Cząsteczki relikwii wszyte w... skórę wiernych
Z czasem szczątki świętych chroniono coraz bardziej przed bezpośrednim kontaktem z wiernymi, ale – w ramach rekompensaty – pozwalano na większą pobłażliwość w kwestii relikwii szat. Niekiedy zgadzano się nawet na „rozpraszanie relikwii”, których „mikroskopijne cząsteczki można umieścić w ciele pielgrzyma.
Przykładem tzw. „nacięcie świętego Huberta”, które przez wieki praktykowano w sanktuarium w Saint-Hubert d’Ardenne, a które miało zwalczać wściekliznę. Jak wyglądał ów „zabieg”?
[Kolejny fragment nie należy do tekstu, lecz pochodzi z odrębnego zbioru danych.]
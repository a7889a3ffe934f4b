//! CLI utilities for variant-annotator
//!
//! Testable pieces of the `vannot` binary. Rendering and prompting are
//! generic over `Write`/`BufRead` so they can be exercised against buffers.

pub mod format;
pub mod prompt;

use std::fs::{self, File, OpenOptions};
use std::io;
use std::path::Path;

pub use format::{output_error, output_result, OutputFormat};
pub use prompt::{prompt_line, BUILD_PROMPT, VARIANT_PROMPT};

/// UTF-8 BOM (Byte Order Mark) constant
const UTF8_BOM: &str = "\u{feff}";

/// Strip UTF-8 BOM from the beginning of a string if present.
///
/// # Examples
///
/// ```
/// use variant_annotator::cli::strip_bom;
///
/// assert_eq!(strip_bom("\u{feff}NM_000088.3:c.589G>T"), "NM_000088.3:c.589G>T");
/// assert_eq!(strip_bom("NM_000088.3:c.589G>T"), "NM_000088.3:c.589G>T");
/// ```
pub fn strip_bom(s: &str) -> &str {
    s.strip_prefix(UTF8_BOM).unwrap_or(s)
}

/// Clean a value typed or piped in by the user.
///
/// Surrounding whitespace and a leading BOM are removed. Returns `None` for
/// blank input.
///
/// # Examples
///
/// ```
/// use variant_annotator::cli::clean_input;
///
/// assert_eq!(clean_input("  GRCh38\n"), Some("GRCh38"));
/// assert_eq!(clean_input("   "), None);
/// ```
pub fn clean_input(line: &str) -> Option<&str> {
    let line = strip_bom(line.trim()).trim();
    if line.is_empty() {
        None
    } else {
        Some(line)
    }
}

/// Open a log file for appending, creating it and its parent directories.
pub fn open_log_file(path: &Path) -> io::Result<File> {
    if let Some(parent) = path.parent() {
        if !parent.as_os_str().is_empty() {
            fs::create_dir_all(parent)?;
        }
    }
    OpenOptions::new().create(true).append(true).open(path)
}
„Chory, klęcząc, nastawiał czoło kapłanowi, który posługiwał się cienkim i wąskim skalpelem. Operator podnosił kawałek naskórka i robił maleńkie nacięcie; cienkimi nożyczkami oddzielał wtedy jedno włókno etoli, która należała do świętego, i wciskał je do kieszonki w naskórku, którą rozwierał za pomocą spłaszczonego dłutka w kształcie śrubokręta. Na ranę nakładał plaster, po czym wkładał na czoło chorego czarną opaskę z trzema tasiemkami – dwiema z boku i jedną pośrodku – które wiązano z tyłu głowy, żeby opatrunek dobrze się trzymał. Jeśli operacja miała przynieść pomyślny skutek, nacięty; musiał odbyć nowennę; musiał codziennie się spowiadać i przystępować do komunii świętej, spać sam i w pościeli białej i czystej, pić ze szklanki lub innego osobistego naczynia i przestrzegać ścisłej diety” – pisze autor „Historii ciała”.